We Don't Need Large Datasets

Ford’s internal combustion engine car beat Edison’s EV to the market and as a result we are on our current fossil fuel dependent path. What if things were different. Few Shot Learning is an alternative to data guzzling artificial intelligence models that allows us to not be dependent on large datasets.

This article was first published in The Mint. You can read the original at this link.


A hundred and thirty eight years ago, almost to the day today, Thomas Alva Edison switched on his coal fired power plant at his Pearl Street Station in lower Manhattan and provided commercial electricity, for the first time in history, to 59 homes within a square mile distance of his power plant. Many see this event as the birth of the modern era, as it marks the origin of our dependence on electricity to the extent that it is integral to almost everything we take for granted today.

I have written about Edison previously and have always found it hard to disguise my admiration for the sheer breadth of his inventive genius:

It is this perspicacity to see the connections that exist between different inventions and the ability to make great leaps across disciplines that made him the greatest inventor of the modern era.

But the kind of power generation that Edison pioneered on that day in September, 1882 put us on trajectory that has had unfortunate outcomes. He kicked, into over-drive, our reliance on fossil fuels for energy, allowing it to permeate into all aspects of our lives - from the electricity we need to power our homes, offices and factories to the petroleum we need to run our cars, ships and planes. As a result he forced us down a path of high-energy consumption that has resulted in the rapid depletion of naturally occurring carbon-based fuel sources and inflicted near irreversible damage on our planet.

Edison’s choice of coal as the fuel source for his power plant should not be taken to be indicative of his support for fossil fuels as a source of energy. To the contrary, he was aware, almost prophetically, of the harmful consequences of continuing down this path. “Someday some fellow will invent” he said, “a way of concentrating and storing sunshine to use instead of this old, absurd Prometheus scheme of fire.”

He believed in the need to harness solar, wind and tidal energy at a time well before the science to do so was feasible.

“Sunshine is a form of energy, and the winds and the tides are manifestations of energy. Do we use them? Oh no; we burn up wood and coal, as renters burn up the front fence for fuel. We live like squatters, not as if we owned the property. There must surely come a time when heat and power will be stored in unlimited quantities in every community, all gathered by natural forces. Electricity ought to be as cheap as oxygen, for it cannot be destroyed.”

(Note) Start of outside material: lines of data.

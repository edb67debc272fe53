use std::fmt;

use serde::{Deserialize, Serialize};

use crate::error::TypeError;

/// Content-addressed identifier for any stored object.
///
/// An `ObjectId` is the BLAKE3 hash of an object's content. Identical
/// content always produces the same `ObjectId`, making objects
/// deduplicatable and verifiable. Ids are never derived from storage paths;
/// path derivation is an index-layer concern.
#[derive(Clone, Copy, PartialEq, Eq, Hash, PartialOrd, Ord, Serialize, Deserialize)]
pub struct ObjectId([u8; 32]);

impl ObjectId {
    /// Compute an `ObjectId` from raw bytes.
    pub fn from_bytes(data: &[u8]) -> Self {
        Self(*blake3::hash(data).as_bytes())
    }

    /// Create an `ObjectId` from a pre-computed hash.
    pub fn from_hash(hash: [u8; 32]) -> Self {
        Self(hash)
    }

    /// The null object ID (all zeros). Represents "no object".
    pub const fn null() -> Self {
        Self([0u8; 32])
    }

    /// Returns `true` if this is the null object ID.
    pub fn is_null(&self) -> bool {
        self.0 == [0u8; 32]
    }

    /// The raw 32-byte hash.
    pub fn as_bytes(&self) -> &[u8; 32] {
        &self.0
    }

    /// Hex-encoded string representation.
    pub fn to_hex(&self) -> String {
        hex::encode(self.0)
    }

    /// Short hex representation (first 8 characters).
    pub fn short_hex(&self) -> String {
        hex::encode(&self.0[..4])
    }

    /// Parse from a hex string.
    pub fn from_hex(s: &str) -> Result<Self, TypeError> {
        let bytes = hex::decode(s).map_err(|e| TypeError::InvalidHex(e.to_string()))?;
        if bytes.len() != 32 {
            return Err(TypeError::InvalidLength {
                expected: 32,
                actual: bytes.len(),
            });
        }
        let mut arr = [0u8; 32];
        arr.copy_from_slice(&bytes);
        Ok(Self(arr))
    }
}

impl fmt::Debug for ObjectId {
    fn fmt(&self, f: &mut fmt::Formatter<'_>) -> fmt::Result {
        write!(f, "ObjectId({})", self.short_hex())
    }
}

impl fmt::Display for ObjectId {
    fn fmt(&self, f: &mut fmt::Formatter<'_>) -> fmt::Result {
        write!(f, "{}", self.to_hex())
    }
}

impl From<[u8; 32]> for ObjectId {
    fn from(bytes: [u8; 32]) -> Self {
        Self(bytes)
    }
}

impl From<ObjectId> for [u8; 32] {
    fn from(id: ObjectId) -> Self {
        id.0
    }
}

#[cfg(test)]
mod tests {
    use super::*;

    #[test]
    fn from_bytes_is_deterministic() {
        let data = b"component content";
        let id1 = ObjectId::from_bytes(data);
        let id2 = ObjectId::from_bytes(data);
        assert_eq!(id1, id2);
    }

    #[test]
    fn different_data_produces_different_ids() {
        let id1 = ObjectId::from_bytes(b"comp1");
        let id2 = ObjectId::from_bytes(b"comp2");
        assert_ne!(id1, id2);
    }

    #[test]
    fn null_is_all_zeros() {
        let null = ObjectId::null();
        assert!(null.is_null());
        assert_eq!(null.as_bytes(), &[0u8; 32]);
    }

    #[test]
    fn hex_roundtrip() {
        let id = ObjectId::from_bytes(b"test");
        let hex = id.to_hex();
        let parsed = ObjectId::from_hex(&hex).unwrap();
        assert_eq!(id, parsed);
    }

    #[test]
    fn from_hex_rejects_wrong_length() {
        assert!(matches!(
            ObjectId::from_hex("abcd"),
            Err(TypeError::InvalidLength { .. })
        ));
    }

    #[test]
    fn display_is_full_hex() {
        let id = ObjectId::from_bytes(b"test");
        let display = format!("{id}");
        assert_eq!(display.len(), 64);
        assert_eq!(display, id.to_hex());
    }

    #[test]
    fn serde_roundtrip() {
        let id = ObjectId::from_bytes(b"serde test");
        let json = serde_json::to_string(&id).unwrap();
        let parsed: ObjectId = serde_json::from_str(&json).unwrap();
        assert_eq!(id, parsed);
    }
}
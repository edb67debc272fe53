use thiserror::Error;

use keel_types::{ComponentId, ObjectId};

#[derive(Debug, Error)]
pub enum ScopeError {
    #[error("object not found: {0}")]
    ObjectNotFound(ObjectId),

    #[error("unknown remote: {0}")]
    UnknownRemote(String),

    /// A locally addressed component (e.g. an export target) that this
    /// scope has no manifest for.
    #[error("unknown component: {0}")]
    UnknownComponent(ComponentId),

    #[error("resolution error: {0}")]
    Graph(#[from] keel_graph::GraphError),

    #[error("merge error: {0}")]
    Merge(#[from] keel_merge::MergeError),

    #[error("index error: {0}")]
    Index(#[from] keel_index::IndexError),

    #[error("store error: {0}")]
    Store(#[from] keel_store::StoreError),

    #[error("sync error: {0}")]
    Sync(#[from] keel_sync::SyncError),
}

pub type ScopeResult<T> = Result<T, ScopeError>;
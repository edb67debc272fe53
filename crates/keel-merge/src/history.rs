//! Ancestry traversal over version parent chains.
//!
//! All traversal is iterative with an explicit queue and a visited set, so
//! deep histories never recurse and shared ancestors are visited once.
//! Objects missing from the store terminate their branch of the walk:
//! recovery logic must tolerate out-of-band deletion, and an unreachable
//! parent simply contributes no ancestors.

use std::collections::{HashSet, VecDeque};

use keel_store::{ObjectKind, ObjectStore, VersionObject};
use keel_types::ObjectId;

use crate::error::MergeResult;

/// The ancestor set of a version object, including the object itself.
pub fn ancestors(store: &dyn ObjectStore, id: &ObjectId) -> MergeResult<HashSet<ObjectId>> {
    let mut seen: HashSet<ObjectId> = HashSet::new();
    let mut queue: VecDeque<ObjectId> = VecDeque::new();
    queue.push_back(*id);

    while let Some(current) = queue.pop_front() {
        if !seen.insert(current) {
            continue;
        }
        let Some(obj) = store.read(&current)? else {
            // Deleted or never transferred; end of this branch.
            continue;
        };
        if obj.kind != ObjectKind::Version {
            continue;
        }
        let version = VersionObject::from_stored_object(&obj)?;
        for parent in &version.parents {
            if !seen.contains(parent) {
                queue.push_back(*parent);
            }
        }
    }
    Ok(seen)
}

/// Returns `true` if `ancestor` appears in the parent chain of `descendant`
/// (a version is considered its own ancestor).
pub fn is_ancestor(
    store: &dyn ObjectStore,
    ancestor: &ObjectId,
    descendant: &ObjectId,
) -> MergeResult<bool> {
    if ancestor == descendant {
        return Ok(true);
    }
    Ok(ancestors(store, descendant)?.contains(ancestor))
}

/// Returns `true` if the two histories share at least one common snapshot.
///
/// This is the "common ancestor" test the reconciliation policy keys on:
/// two unrelated incarnations of a component share nothing, while any two
/// points of one history share at least their root.
pub fn related(store: &dyn ObjectStore, a: &ObjectId, b: &ObjectId) -> MergeResult<bool> {
    if a == b {
        return Ok(true);
    }
    let ancestors_a = ancestors(store, a)?;
    // Walk b's chain lazily instead of materializing both sets.
    let mut seen: HashSet<ObjectId> = HashSet::new();
    let mut queue: VecDeque<ObjectId> = VecDeque::new();
    queue.push_back(*b);
    while let Some(current) = queue.pop_front() {
        if !seen.insert(current) {
            continue;
        }
        if ancestors_a.contains(&current) {
            return Ok(true);
        }
        let Some(obj) = store.read(&current)? else {
            continue;
        };
        if obj.kind != ObjectKind::Version {
            continue;
        }
        let version = VersionObject::from_stored_object(&obj)?;
        for parent in &version.parents {
            if !seen.contains(parent) {
                queue.push_back(*parent);
            }
        }
    }
    Ok(false)
}
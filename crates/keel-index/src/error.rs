use keel_types::{ComponentId, VersionLabel};
use thiserror::Error;

/// Errors from manifest and index operations.
#[derive(Debug, Error)]
pub enum IndexError {
    /// The label is already recorded for this component.
    #[error("version {label} already exists for {component}")]
    VersionExists {
        component: ComponentId,
        label: VersionLabel,
    },

    /// Store error during an index rebuild.
    #[error("store error: {0}")]
    Store(#[from] keel_store::StoreError),
}

/// Result alias for index operations.
pub type IndexResult<T> = Result<T, IndexError>;
use std::sync::Arc;

use async_trait::async_trait;

use keel_graph::{GraphError, GraphResult, ObjectSource};
use keel_index::ComponentManifest;
use keel_store::StoredObject;
use keel_types::{ComponentId, ObjectId};

use crate::error::SyncError;
use crate::transport::RemoteTransport;

/// Adapter exposing a [`RemoteTransport`] as a resolver [`ObjectSource`],
/// so remotes slot into the layered probe chain unchanged.
pub struct RemoteSource {
    transport: Arc<dyn RemoteTransport>,
}

impl RemoteSource {
    pub fn new(transport: Arc<dyn RemoteTransport>) -> Self {
        Self { transport }
    }

    fn lift(&self, err: SyncError) -> GraphError {
        GraphError::Source {
            name: self.transport.scope_name().to_string(),
            reason: err.to_string(),
        }
    }
}

#[async_trait]
impl ObjectSource for RemoteSource {
    fn name(&self) -> &str {
        self.transport.scope_name()
    }

    async fn manifest(&self, id: &ComponentId) -> GraphResult<Option<ComponentManifest>> {
        self.transport
            .fetch_component(id)
            .await
            .map_err(|e| self.lift(e))
    }

    async fn object(&self, id: &ObjectId) -> GraphResult<Option<StoredObject>> {
        let mut objects = self
            .transport
            .fetch_objects(std::slice::from_ref(id))
            .await
            .map_err(|e| self.lift(e))?;
        Ok(objects.pop())
    }
}
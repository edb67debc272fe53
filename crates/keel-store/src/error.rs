use keel_types::ObjectId;

/// Errors from object store operations.
#[derive(Debug, thiserror::Error)]
pub enum StoreError {
    /// Serialization or deserialization failure.
    #[error("serialization error: {0}")]
    Serialization(String),

    /// I/O error from the underlying storage backend.
    #[error("I/O error: {0}")]
    Io(#[from] std::io::Error),

    /// The object data is malformed or cannot be decoded.
    #[error("corrupt object {id}: {reason}")]
    CorruptObject { id: ObjectId, reason: String },

    /// Attempted to write a null object ID.
    #[error("cannot store object with null ID")]
    NullObjectId,
}

/// Result alias for store operations.
pub type StoreResult<T> = Result<T, StoreError>;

Most importantly, he believed that we should make automobiles that run on electricity - not petrol - and to that end had built a vehicle powered by alkaline batteries of his own invention. But despite the fact that the battery technology that he had developed went on to power electric trucks, railroad signals and even a submarine, it took so long for him to perfect its design of the electric car that it went on sale a full year after his good friend Henry Ford introduced the world to his low-priced, high-mileage Model T car. As a result, it is the internal combustion engine powers the world today and, instead of using renewable energy for our needs, we are stuck with our current gas-guzzling lifestyle.

I cannot help think how different things might have been had Edison beaten Ford to the market.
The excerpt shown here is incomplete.